Material provided —

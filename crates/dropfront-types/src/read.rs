//! Snapshot of a single upstream read.

use serde::{Deserialize, Serialize};

/// `{data, isLoading, isError}` view of one contract read.
///
/// Stale `data` survives a failed refresh; `is_error` reports the most recent
/// attempt only.
#[derive(Debug, Clone, PartialEq, Eq, Serialize, Deserialize)]
#[serde(rename_all = "camelCase")]
pub struct ReadState<T> {
    pub data: Option<T>,
    pub is_loading: bool,
    pub is_error: bool,
}

impl<T> Default for ReadState<T> {
    fn default() -> Self {
        Self::loading()
    }
}

impl<T> ReadState<T> {
    pub fn loading() -> Self {
        Self {
            data: None,
            is_loading: true,
            is_error: false,
        }
    }

    pub fn ready(data: T) -> Self {
        Self {
            data: Some(data),
            is_loading: false,
            is_error: false,
        }
    }

    pub fn failed() -> Self {
        Self {
            data: None,
            is_loading: false,
            is_error: true,
        }
    }

    /// Resolved with data on the latest attempt.
    pub fn is_success(&self) -> bool {
        !self.is_loading && !self.is_error && self.data.is_some()
    }

    pub fn data(&self) -> Option<&T> {
        self.data.as_ref()
    }
}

Work instruction — Set down all the data exactly as given.

Your solution —
filename crates/dropfront-types/src/read.rs
//! Snapshot of a single upstream read.

use serde::{Deserialize, Serialize};

/// `{data, isLoading, isError}` view of one contract read.
///
/// Stale `data` survives a failed refresh; `is_error` reports the most recent
/// attempt only.
#[derive(Debug, Clone, PartialEq, Eq, Serialize, Deserialize)]
#[serde(rename_all = "camelCase")]
pub struct ReadState<T> {
    pub data: Option<T>,
    pub is_loading: bool,
    pub is_error: bool,
}

impl<T> Default for ReadState<T> {
    fn default() -> Self {
        Self::loading()
    }
}

impl<T> ReadState<T> {
    pub fn loading() -> Self {
        Self {
            data: None,
            is_loading: true,
            is_error: false,
        }
    }

    pub fn ready(data: T) -> Self {
        Self {
            data: Some(data),
            is_loading: false,
            is_error: false,
        }
    }

    pub fn failed() -> Self {
        Self {
            data: None,
            is_loading: false,
            is_error: true,
        }
    }

    /// Resolved with data on the latest attempt.
    pub fn is_success(&self) -> bool {
        !self.is_loading && !self.is_error && self.data.is_some()
    }

    pub fn data(&self) -> Option<&T> {
        self.data.as_ref()
    }
}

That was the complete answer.